EXERCISE OBJECTIVE:
Beneath this task is a listing. State how many of its lines include the string "VectorIndex", giving nothing but the number.
━━━━━ PROVIDED ENTRIES
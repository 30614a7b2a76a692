//! HTTP client wrapper for a Meilisearch hybrid index.

use super::VectorIndex;
use super::identifier::sanitize_record_id;
use super::types::{IndexError, RecordId, SearchResult, VectorRecord};
use async_trait::async_trait;
use reqwest::{Client, Method, StatusCode};
use serde::Deserialize;
use serde_json::{Value, json};
use std::time::Duration;

/// Share of the hybrid ranking given to vector relevance (the rest goes to lexical matching).
///
/// Applied to every hybrid query; callers cannot override it per request.
pub const SEMANTIC_RATIO: f64 = 0.7;

const TASK_POLL_INTERVAL: Duration = Duration::from_millis(100);
const TASK_POLL_ATTEMPTS: usize = 100;

/// Lightweight HTTP client for Meilisearch operations on a single index.
pub struct MeilisearchIndex {
    pub(crate) client: Client,
    pub(crate) base_url: String,
    pub(crate) api_key: Option<String>,
    pub(crate) index_uid: String,
    pub(crate) embedder_name: String,
}

#[derive(Deserialize)]
struct TaskReceipt {
    #[serde(rename = "taskUid")]
    task_uid: u64,
}

#[derive(Deserialize)]
struct TaskStatus {
    status: String,
    #[serde(default)]
    error: Option<TaskFailure>,
}

#[derive(Deserialize)]
struct TaskFailure {
    message: String,
}

impl MeilisearchIndex {
    /// Construct a client for `index_uid` on the Meilisearch instance at `url`.
    pub fn new(
        url: &str,
        api_key: Option<String>,
        index_uid: &str,
        embedder_name: &str,
        timeout: Duration,
    ) -> Result<Self, IndexError> {
        let client = Client::builder()
            .user_agent("ragsearch/0.1")
            .timeout(timeout)
            .build()?;
        let base_url = normalize_base_url(url).map_err(IndexError::InvalidUrl)?;
        tracing::debug!(
            url = %base_url,
            index = index_uid,
            embedder = embedder_name,
            has_api_key = api_key.as_deref().map(|key| !key.is_empty()).unwrap_or(false),
            "Initialized Meilisearch HTTP client"
        );

        Ok(Self {
            client,
            base_url,
            api_key,
            index_uid: index_uid.to_string(),
            embedder_name: embedder_name.to_string(),
        })
    }

    /// Create the index when missing and register the user-provided embedder.
    ///
    /// Waits for both tasks so the index is queryable once this returns.
    pub async fn ensure_index(&self, dimension: usize) -> Result<(), IndexError> {
        if !self.index_exists().await? {
            tracing::debug!(index = %self.index_uid, "Creating index");
            let response = self
                .request(Method::POST, "indexes")
                .json(&json!({ "uid": self.index_uid, "primaryKey": "id" }))
                .send()
                .await?;
            let receipt = self.task_receipt(response).await?;
            self.wait_for_task(receipt.task_uid).await?;
        }

        let settings = json!({
            "embedders": {
                self.embedder_name.clone(): {
                    "source": "userProvided",
                    "dimensions": dimension,
                }
            }
        });
        let response = self
            .request(Method::PATCH, &format!("indexes/{}/settings", self.index_uid))
            .json(&settings)
            .send()
            .await?;
        let receipt = self.task_receipt(response).await?;
        self.wait_for_task(receipt.task_uid).await?;
        tracing::info!(
            index = %self.index_uid,
            embedder = %self.embedder_name,
            dimension,
            "Index ready"
        );
        Ok(())
    }

    async fn index_exists(&self) -> Result<bool, IndexError> {
        let response = self
            .request(Method::GET, &format!("indexes/{}", self.index_uid))
            .send()
            .await?;

        match response.status() {
            StatusCode::OK => Ok(true),
            StatusCode::NOT_FOUND => Ok(false),
            status => {
                let body = response.text().await.unwrap_or_default();
                let error = IndexError::UnexpectedStatus { status, body };
                tracing::error!(index = %self.index_uid, error = %error, "Index existence check failed");
                Err(error)
            }
        }
    }

    async fn wait_for_task(&self, task_uid: u64) -> Result<(), IndexError> {
        for _ in 0..TASK_POLL_ATTEMPTS {
            let response = self
                .request(Method::GET, &format!("tasks/{task_uid}"))
                .send()
                .await?;
            let response = self.ensure_success(response).await?;
            let task: TaskStatus = response.json().await?;
            match task.status.as_str() {
                "succeeded" => return Ok(()),
                "failed" | "canceled" => {
                    let reason = task
                        .error
                        .map(|failure| failure.message)
                        .unwrap_or_else(|| task.status.clone());
                    return Err(IndexError::TaskFailed { task_uid, reason });
                }
                _ => tokio::time::sleep(TASK_POLL_INTERVAL).await,
            }
        }
        Err(IndexError::TaskFailed {
            task_uid,
            reason: "timed out waiting for task".into(),
        })
    }

    fn request(&self, method: Method, path: &str) -> reqwest::RequestBuilder {
        let url = format_endpoint(&self.base_url, path);
        let req = self.client.request(method, url);
        match self.api_key.as_deref().filter(|key| !key.is_empty()) {
            Some(api_key) => req.bearer_auth(api_key),
            None => req,
        }
    }

    async fn ensure_success(
        &self,
        response: reqwest::Response,
    ) -> Result<reqwest::Response, IndexError> {
        if response.status().is_success() {
            Ok(response)
        } else {
            let status = response.status();
            let body = response.text().await.unwrap_or_default();
            let error = IndexError::UnexpectedStatus { status, body };
            tracing::error!(index = %self.index_uid, error = %error, "Meilisearch request failed");
            Err(error)
        }
    }

    async fn task_receipt(&self, response: reqwest::Response) -> Result<TaskReceipt, IndexError> {
        let response = self.ensure_success(response).await?;
        Ok(response.json().await?)
    }

    async fn search(&self, path: &str, body: Value) -> Result<SearchResult, IndexError> {
        let response = self
            .request(Method::POST, &format!("indexes/{}/{path}", self.index_uid))
            .json(&body)
            .send()
            .await?;
        let response = self.ensure_success(response).await?;
        Ok(response.json().await?)
    }
}

#[async_trait]
impl VectorIndex for MeilisearchIndex {
    async fn add_records(&self, records: Vec<VectorRecord>) -> Result<(), IndexError> {
        let documents: Vec<Value> = records
            .into_iter()
            .map(|record| {
                json!({
                    "id": sanitize_record_id(&record.id),
                    "_vectors": { self.embedder_name.clone(): record.vector },
                    "chunk": record.chunk,
                    "url": record.url,
                })
            })
            .collect();

        let count = documents.len();
        let response = self
            .request(Method::POST, &format!("indexes/{}/documents", self.index_uid))
            .json(&documents)
            .send()
            .await?;
        let receipt = self.task_receipt(response).await?;
        tracing::debug!(
            index = %self.index_uid,
            documents = count,
            task_uid = receipt.task_uid,
            "Documents enqueued"
        );
        Ok(())
    }

    async fn hybrid_search(
        &self,
        query: &str,
        vector: Vec<f32>,
        limit: usize,
    ) -> Result<SearchResult, IndexError> {
        let body = json!({
            "q": query,
            "vector": vector,
            "limit": limit,
            "hybrid": {
                "embedder": self.embedder_name,
                "semanticRatio": SEMANTIC_RATIO,
            },
        });
        self.search("search", body).await
    }

    async fn similarity_search(
        &self,
        id: &RecordId,
        limit: usize,
    ) -> Result<SearchResult, IndexError> {
        let id = match id {
            RecordId::Number(value) => json!(value),
            RecordId::Text(value) => json!(sanitize_record_id(value)),
        };
        let body = json!({
            "id": id,
            "embedder": self.embedder_name,
            "limit": limit,
        });
        self.search("similar", body).await
    }
}

fn normalize_base_url(url: &str) -> Result<String, String> {
    let mut parsed = reqwest::Url::parse(url).map_err(|err| err.to_string())?;
    let path = parsed.path().trim_end_matches('/').to_string();
    parsed.set_path(&path);
    Ok(parsed.to_string())
}

fn format_endpoint(base: &str, path: &str) -> String {
    let base = base.trim_end_matches('/');
    let path = path.trim_start_matches('/');
    format!("{base}/{path}")
}
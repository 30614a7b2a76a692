use anyhow::Context;
use ragsearch::{
    api::{self, SearchLimits},
    config, embedding,
    index::MeilisearchIndex,
    llm, logging,
    processing::{self, SearchService, TextChunker},
};
use std::net::Ipv4Addr;
use std::sync::Arc;
use tokio::net::TcpListener;

#[tokio::main]
async fn main() -> anyhow::Result<()> {
    config::init_config();
    logging::init_tracing();
    let config = config::get_config();
    config.log_summary();

    tracing::info!("Initializing capability clients");
    let embedder =
        embedding::build_embedder(config).context("Failed to build embedding client")?;
    let language_model =
        llm::build_language_model(config).context("Failed to build language model client")?;
    let index = MeilisearchIndex::new(
        &config.meilisearch_url,
        config.meili_master_key.clone(),
        &config.meilisearch_index,
        &config.embedder_name,
        config.request_timeout,
    )
    .context("Failed to build Meilisearch client")?;
    index
        .ensure_index(config.embedding_dimension)
        .await
        .context("Failed to prepare Meilisearch index")?;
    let chunker = TextChunker::new(
        config.text_splitter_chunk_size,
        config.text_splitter_chunk_overlap,
        config.text_splitter_unit,
        config.embedding_provider,
        &config.embedding_model,
    )
    .context("Failed to configure text splitter")?;

    let service = Arc::new(SearchService::new(
        chunker,
        embedder,
        Arc::new(index),
        language_model,
    ));
    let (queue, receiver) = processing::indexing_channel(config.indexing_queue_capacity);
    let worker = processing::spawn_indexing_worker(receiver, service.clone());
    let app = api::create_router(
        service,
        queue,
        SearchLimits {
            default_limit: config.search_default_limit,
            max_limit: config.search_max_limit,
        },
    );

    let listener = TcpListener::bind((Ipv4Addr::UNSPECIFIED, config.server_port))
        .await
        .with_context(|| format!("Failed to bind port {}", config.server_port))?;
    tracing::info!("Listening on http://0.0.0.0:{}", config.server_port);
    axum::serve(listener, app)
        .with_graceful_shutdown(shutdown_signal())
        .await
        .context("HTTP server failed")?;

    // The router owned the last queue sender; the worker drains what is left and exits.
    worker.await.context("Indexing worker panicked")?;
    Ok(())
}

async fn shutdown_signal() {
    if let Err(error) = tokio::signal::ctrl_c().await {
        tracing::error!(error = %error, "Failed to listen for shutdown signal");
        std::future::pending::<()>().await;
    }
    tracing::info!("Shutdown signal received");
}
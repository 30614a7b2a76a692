use super::{CompletionClient, LlmClientError};
use async_trait::async_trait;
use reqwest::Client;
use reqwest::header::{AUTHORIZATION, CONTENT_TYPE, HeaderMap, HeaderValue};
use serde::Deserialize;
use serde_json::json;
use std::time::Duration;

/// Completion client for OpenAI-compatible `/chat/completions` endpoints.
pub struct OpenAiCompletion {
    http: Client,
    endpoint: String,
    model: String,
}

#[derive(Deserialize)]
struct ChatResponse {
    choices: Vec<ChatChoice>,
}

#[derive(Deserialize)]
struct ChatChoice {
    message: ChatMessage,
}

#[derive(Deserialize)]
struct ChatMessage {
    #[serde(default)]
    content: Option<String>,
}

impl OpenAiCompletion {
    /// Construct a client authenticated with `api_key`.
    pub fn new(
        api_key: &str,
        base_url: &str,
        model: &str,
        timeout: Duration,
    ) -> Result<Self, LlmClientError> {
        if api_key.trim().is_empty() {
            return Err(LlmClientError::ProviderUnavailable(
                "missing OpenAI API key".into(),
            ));
        }
        let mut headers = HeaderMap::new();
        let auth = HeaderValue::from_str(&format!("Bearer {}", api_key.trim()))
            .map_err(|_| LlmClientError::ProviderUnavailable("invalid OpenAI API key".into()))?;
        headers.insert(AUTHORIZATION, auth);
        headers.insert(CONTENT_TYPE, HeaderValue::from_static("application/json"));
        let http = Client::builder()
            .user_agent("ragsearch/llm")
            .timeout(timeout)
            .default_headers(headers)
            .build()
            .map_err(|error| LlmClientError::ProviderUnavailable(error.to_string()))?;
        Ok(Self {
            http,
            endpoint: format!("{}/chat/completions", base_url.trim_end_matches('/')),
            model: model.to_string(),
        })
    }
}

#[async_trait]
impl CompletionClient for OpenAiCompletion {
    async fn complete(&self, prompt: String) -> Result<String, LlmClientError> {
        let payload = json!({
            "model": self.model,
            "messages": [{ "role": "user", "content": prompt }],
            "temperature": 0.1,
        });

        let response = self
            .http
            .post(&self.endpoint)
            .json(&payload)
            .send()
            .await
            .map_err(|error| {
                LlmClientError::ProviderUnavailable(format!(
                    "failed to reach {}: {error}",
                    self.endpoint
                ))
            })?;

        if !response.status().is_success() {
            let status = response.status();
            let body = response.text().await.unwrap_or_default();
            return Err(LlmClientError::GenerationFailed(format!(
                "OpenAI chat request failed ({status}): {body}"
            )));
        }

        let parsed: ChatResponse = response.json().await.map_err(|error| {
            LlmClientError::InvalidResponse(format!("failed to parse OpenAI chat response: {error}"))
        })?;

        parsed
            .choices
            .into_iter()
            .next()
            .and_then(|choice| choice.message.content)
            .map(|content| content.trim().to_string())
            .ok_or_else(|| LlmClientError::InvalidResponse("response contained no choices".into()))
    }
}

#[cfg(test)]
mod tests {
    use super::*;
    use httpmock::{Method::POST, MockServer};

    #[tokio::test]
    async fn returns_first_choice_content() {
        let server = MockServer::start_async().await;
        let mock = server
            .mock_async(|when, then| {
                when.method(POST)
                    .path("/chat/completions")
                    .header("authorization", "Bearer sk-test");
                then.status(200).json_body(json!({
                    "choices": [
                        { "index": 0, "message": { "role": "assistant", "content": " AI is a field. " } }
                    ]
                }));
            })
            .await;

        let client = OpenAiCompletion::new(
            "sk-test",
            &server.base_url(),
            "gpt-4o-mini",
            Duration::from_secs(5),
        )
        .expect("client");
        let text = client.complete("prompt".into()).await.expect("completion");

        mock.assert();
        assert_eq!(text, "AI is a field.");
    }

    #[tokio::test]
    async fn empty_choices_are_invalid() {
        let server = MockServer::start_async().await;
        server
            .mock_async(|when, then| {
                when.method(POST).path("/chat/completions");
                then.status(200).json_body(json!({ "choices": [] }));
            })
            .await;

        let client = OpenAiCompletion::new(
            "sk-test",
            &server.base_url(),
            "gpt-4o-mini",
            Duration::from_secs(5),
        )
        .expect("client");
        let error = client.complete("prompt".into()).await.unwrap_err();

        assert!(matches!(error, LlmClientError::InvalidResponse(_)));
    }
}
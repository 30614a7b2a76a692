use super::{Embedder, EmbeddingClientError, validate_batch};
use async_trait::async_trait;
use reqwest::{Client, StatusCode};
use serde::{Deserialize, Serialize};
use std::time::Duration;

/// Embedding client for the Ollama `/api/embed` endpoint.
pub struct OllamaEmbedder {
    http: Client,
    base_url: String,
    model: String,
    dimension: usize,
}

#[derive(Serialize)]
struct EmbedRequest<'a> {
    model: &'a str,
    input: &'a [String],
}

#[derive(Deserialize)]
struct EmbedResponse {
    embeddings: Vec<Vec<f32>>,
}

impl OllamaEmbedder {
    /// Construct a client targeting the Ollama runtime at `base_url`.
    pub fn new(
        base_url: &str,
        model: &str,
        dimension: usize,
        timeout: Duration,
    ) -> Result<Self, EmbeddingClientError> {
        let http = Client::builder()
            .user_agent("ragsearch/embed")
            .timeout(timeout)
            .build()
            .map_err(|error| EmbeddingClientError::ProviderUnavailable(error.to_string()))?;
        Ok(Self {
            http,
            base_url: base_url.trim_end_matches('/').to_string(),
            model: model.to_string(),
            dimension,
        })
    }

    fn endpoint(&self) -> String {
        format!("{}/api/embed", self.base_url)
    }
}

#[async_trait]
impl Embedder for OllamaEmbedder {
    async fn embed_documents(
        &self,
        texts: Vec<String>,
    ) -> Result<Vec<Vec<f32>>, EmbeddingClientError> {
        if texts.is_empty() {
            return Ok(Vec::new());
        }

        tracing::debug!(model = %self.model, inputs = texts.len(), "Requesting Ollama embeddings");
        let response = self
            .http
            .post(self.endpoint())
            .json(&EmbedRequest {
                model: &self.model,
                input: &texts,
            })
            .send()
            .await
            .map_err(|error| {
                EmbeddingClientError::ProviderUnavailable(format!(
                    "failed to reach Ollama at {}: {error}",
                    self.base_url
                ))
            })?;

        if response.status() == StatusCode::NOT_FOUND {
            return Err(EmbeddingClientError::ProviderUnavailable(format!(
                "Ollama endpoint {} returned 404 (is model '{}' pulled?)",
                self.endpoint(),
                self.model
            )));
        }

        if !response.status().is_success() {
            let status = response.status();
            let body = response.text().await.unwrap_or_default();
            return Err(EmbeddingClientError::GenerationFailed(format!(
                "Ollama returned {status}: {body}"
            )));
        }

        let body: EmbedResponse = response.json().await.map_err(|error| {
            EmbeddingClientError::InvalidResponse(format!(
                "failed to decode Ollama response: {error}"
            ))
        })?;

        validate_batch(texts.len(), self.dimension, body.embeddings)
    }
}
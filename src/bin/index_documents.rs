use std::{fs, path::PathBuf, time::Duration};

use anyhow::{Context, Result, anyhow, bail};
use clap::Parser;
use ragsearch::processing::Document;
use serde_json::Value;

#[derive(Parser)]
#[command(
    name = "index-documents",
    about = "Upload JSON Lines or JSON array documents to a ragsearch server"
)]
struct Cli {
    /// File holding one JSON object per line, or a single JSON array of objects.
    #[arg(long)]
    input: PathBuf,
    /// Base URL of the ragsearch server.
    #[arg(long, env = "RAGSEARCH_URL", default_value = "http://127.0.0.1:8000")]
    server_url: String,
    /// Field holding the document id; the zero-based row number is used when absent.
    #[arg(long, default_value = "id")]
    id_field: String,
    /// Field holding the document body.
    #[arg(long, default_value = "body")]
    body_field: String,
    /// Field holding the source URL.
    #[arg(long, default_value = "url")]
    url_field: String,
    /// Documents per request.
    #[arg(long, default_value_t = 100)]
    batch_size: usize,
    /// Per-request timeout in seconds.
    #[arg(long, default_value_t = 30)]
    timeout_secs: u64,
}

struct FieldMapping<'a> {
    id: &'a str,
    body: &'a str,
    url: &'a str,
}

#[tokio::main]
async fn main() {
    if let Err(err) = run().await {
        eprintln!("error: {err:#}");
        std::process::exit(1);
    }
}

async fn run() -> Result<()> {
    let cli = Cli::parse();
    if cli.batch_size == 0 {
        bail!("--batch-size must be greater than zero");
    }

    let raw = fs::read_to_string(&cli.input)
        .with_context(|| format!("Failed to read {}", cli.input.display()))?;
    let rows = parse_rows(&raw)?;
    let mapping = FieldMapping {
        id: &cli.id_field,
        body: &cli.body_field,
        url: &cli.url_field,
    };
    let documents = rows
        .iter()
        .enumerate()
        .map(|(position, row)| map_document(position, row, &mapping))
        .collect::<Result<Vec<_>>>()?;

    let client = reqwest::Client::builder()
        .timeout(Duration::from_secs(cli.timeout_secs))
        .build()
        .context("Failed to build HTTP client")?;
    let endpoint = format!("{}/index/document", cli.server_url.trim_end_matches('/'));

    let mut uploaded = 0;
    for batch in documents.chunks(cli.batch_size) {
        let response = client
            .post(&endpoint)
            .json(batch)
            .send()
            .await
            .with_context(|| format!("Failed to reach {endpoint}"))?;
        let status = response.status();
        if !status.is_success() {
            let body = response.text().await.unwrap_or_default();
            bail!("Server rejected batch ({status}): {body}");
        }
        uploaded += batch.len();
        println!("Uploaded: {uploaded}/{}", documents.len());
    }
    Ok(())
}

fn parse_rows(raw: &str) -> Result<Vec<Value>> {
    if raw.trim_start().starts_with('[') {
        let rows: Vec<Value> = serde_json::from_str(raw).context("Invalid JSON array")?;
        return Ok(rows);
    }

    raw.lines()
        .enumerate()
        .filter(|(_, line)| !line.trim().is_empty())
        .map(|(line_no, line)| {
            serde_json::from_str(line).with_context(|| format!("Invalid JSON on line {}", line_no + 1))
        })
        .collect()
}

fn map_document(position: usize, row: &Value, mapping: &FieldMapping<'_>) -> Result<Document> {
    let id = match row.get(mapping.id) {
        Some(Value::String(value)) => value.clone(),
        Some(Value::Number(value)) => value.to_string(),
        Some(Value::Null) | None => position.to_string(),
        Some(other) => bail!("Row {position}: unsupported id value {other}"),
    };
    let body = row
        .get(mapping.body)
        .and_then(Value::as_str)
        .ok_or_else(|| anyhow!("Row {position}: missing string field '{}'", mapping.body))?
        .to_string();
    let url = row
        .get(mapping.url)
        .and_then(Value::as_str)
        .map(str::to_string);
    Ok(Document { id, body, url })
}

#[cfg(test)]
mod tests {
    use super::*;
    use serde_json::json;

    const MAPPING: FieldMapping<'static> = FieldMapping {
        id: "id",
        body: "text",
        url: "url",
    };

    #[test]
    fn parses_json_lines_and_arrays() {
        let lines = "{\"text\": \"a\"}\n\n{\"text\": \"b\"}\n";
        assert_eq!(parse_rows(lines).expect("lines").len(), 2);

        let array = "[{\"text\": \"a\"}, {\"text\": \"b\"}, {\"text\": \"c\"}]";
        assert_eq!(parse_rows(array).expect("array").len(), 3);

        assert!(parse_rows("{not json}").is_err());
    }

    #[test]
    fn row_number_is_the_fallback_id() {
        let document = map_document(3, &json!({ "text": "body" }), &MAPPING).expect("doc");
        assert_eq!(document.id, "3");
        assert_eq!(document.url, None);
    }

    #[test]
    fn numeric_ids_and_urls_are_mapped() {
        let row = json!({ "id": 42, "text": "body", "url": "http://bbc.co.uk/a" });
        let document = map_document(0, &row, &MAPPING).expect("doc");
        assert_eq!(document.id, "42");
        assert_eq!(document.body, "body");
        assert_eq!(document.url.as_deref(), Some("http://bbc.co.uk/a"));
    }

    #[test]
    fn missing_body_is_an_error() {
        assert!(map_document(0, &json!({ "id": "1" }), &MAPPING).is_err());
    }
}
use super::{CompletionClient, LlmClientError};
use async_trait::async_trait;
use reqwest::{Client, StatusCode};
use serde::Deserialize;
use serde_json::json;
use std::time::Duration;

/// Completion client for the Ollama `/api/generate` endpoint.
pub struct OllamaCompletion {
    http: Client,
    base_url: String,
    model: String,
}

#[derive(Debug, Deserialize)]
struct GenerateResponse {
    response: String,
    done: bool,
}

impl OllamaCompletion {
    /// Construct a client targeting the Ollama runtime at `base_url`.
    pub fn new(base_url: &str, model: &str, timeout: Duration) -> Result<Self, LlmClientError> {
        let http = Client::builder()
            .user_agent("ragsearch/llm")
            .timeout(timeout)
            .build()
            .map_err(|error| LlmClientError::ProviderUnavailable(error.to_string()))?;
        Ok(Self {
            http,
            base_url: base_url.trim_end_matches('/').to_string(),
            model: model.to_string(),
        })
    }

    fn endpoint(&self) -> String {
        format!("{}/api/generate", self.base_url)
    }
}

#[async_trait]
impl CompletionClient for OllamaCompletion {
    async fn complete(&self, prompt: String) -> Result<String, LlmClientError> {
        let payload = json!({
            "model": self.model,
            "prompt": prompt,
            "stream": false,
            "options": {
                "temperature": 0.1,
            }
        });

        let response = self
            .http
            .post(self.endpoint())
            .json(&payload)
            .send()
            .await
            .map_err(|error| {
                LlmClientError::ProviderUnavailable(format!(
                    "failed to reach Ollama at {}: {error}",
                    self.base_url
                ))
            })?;

        if response.status() == StatusCode::NOT_FOUND {
            return Err(LlmClientError::ProviderUnavailable(format!(
                "Ollama endpoint {} returned 404 (is model '{}' pulled?)",
                self.endpoint(),
                self.model
            )));
        }

        if !response.status().is_success() {
            let status = response.status();
            let body = response.text().await.unwrap_or_default();
            return Err(LlmClientError::GenerationFailed(format!(
                "Ollama returned {status}: {body}"
            )));
        }

        let body: GenerateResponse = response.json().await.map_err(|error| {
            LlmClientError::InvalidResponse(format!("failed to decode Ollama response: {error}"))
        })?;

        if !body.done {
            return Err(LlmClientError::InvalidResponse(
                "Ollama response incomplete (streaming not supported)".into(),
            ));
        }

        Ok(body.response.trim().to_string())
    }
}

#[cfg(test)]
mod tests {
    use super::*;
    use httpmock::{Method::POST, MockServer};

    #[tokio::test]
    async fn sends_non_streaming_request() {
        let server = MockServer::start_async().await;
        let mock = server
            .mock_async(|when, then| {
                when.method(POST).path("/api/generate").json_body(json!({
                    "model": "llama3.1",
                    "prompt": "hello",
                    "stream": false,
                    "options": { "temperature": 0.1 }
                }));
                then.status(200).json_body(json!({
                    "model": "llama3.1",
                    "response": "  AI, technology \n",
                    "done": true
                }));
            })
            .await;

        let client =
            OllamaCompletion::new(&server.base_url(), "llama3.1", Duration::from_secs(5))
                .expect("client");
        let text = client.complete("hello".into()).await.expect("completion");

        mock.assert();
        assert_eq!(text, "AI, technology");
    }

    #[tokio::test]
    async fn incomplete_response_is_rejected() {
        let server = MockServer::start_async().await;
        server
            .mock_async(|when, then| {
                when.method(POST).path("/api/generate");
                then.status(200)
                    .json_body(json!({ "response": "partial", "done": false }));
            })
            .await;

        let client =
            OllamaCompletion::new(&server.base_url(), "llama3.1", Duration::from_secs(5))
                .expect("client");
        let error = client.complete("hello".into()).await.unwrap_err();

        assert!(matches!(error, LlmClientError::InvalidResponse(_)));
    }

    #[tokio::test]
    async fn missing_model_reports_unavailable() {
        let server = MockServer::start_async().await;
        server
            .mock_async(|when, then| {
                when.method(POST).path("/api/generate");
                then.status(404);
            })
            .await;

        let client =
            OllamaCompletion::new(&server.base_url(), "llama3.1", Duration::from_secs(5))
                .expect("client");
        let error = client.complete("hello".into()).await.unwrap_err();

        assert!(matches!(error, LlmClientError::ProviderUnavailable(_)));
    }
}
#![deny(missing_docs)]

//! Core library for the ragsearch retrieval-augmented search server.

/// HTTP routing and REST handlers.
pub mod api;
/// Environment-driven configuration management.
pub mod config;
/// Embedding capability and adapters.
pub mod embedding;
/// Vector index capability and the Meilisearch adapter.
pub mod index;
/// Language model capability, prompts and adapters.
pub mod llm;
/// Structured logging and tracing setup.
pub mod logging;
/// Indexing and query metrics helpers.
pub mod metrics;
/// Document indexing pipeline and query orchestration.
pub mod processing;
//! Request and result types flowing through the processing pipeline.

use crate::index::RecordId;
use serde::{Deserialize, Serialize};
use serde_json::Value;

/// A document submitted for indexing.
#[derive(Debug, Clone, PartialEq, Eq, Serialize, Deserialize)]
pub struct Document {
    /// Caller-assigned identifier; record ids derive from it.
    pub id: String,
    /// Full body text to chunk and embed.
    pub body: String,
    /// Optional source URL copied onto every record.
    #[serde(default)]
    pub url: Option<String>,
}

/// Query text plus the number of hits to return.
#[derive(Debug, Clone, PartialEq, Eq)]
pub struct SearchRequest {
    /// Raw query text.
    pub query: String,
    /// Maximum number of hits, always positive.
    pub limit: usize,
}

/// Lookup of records similar to an already indexed one.
#[derive(Debug, Clone, PartialEq, Eq)]
pub struct SimilarityRequest {
    /// Identifier of the reference record.
    pub id: RecordId,
    /// Maximum number of hits, always positive.
    pub limit: usize,
}

/// Answer produced by conversational search.
#[derive(Debug, Clone, PartialEq, Serialize, Deserialize)]
pub struct ConversationalResult {
    /// Language model answer grounded in `sources`.
    pub summary: String,
    /// Hits the summary was generated from.
    pub sources: Vec<Value>,
}

/// Counts reported after an indexing batch is written.
#[derive(Debug, Clone, Copy, Default, PartialEq, Eq)]
pub struct IndexingOutcome {
    /// Documents in the batch.
    pub documents: usize,
    /// Records submitted to the index.
    pub records: usize,
    /// Documents whose body produced no chunks.
    pub skipped_empty: usize,
}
━━━━━━━━━━
ANSWER TO THE EXERCISE:
2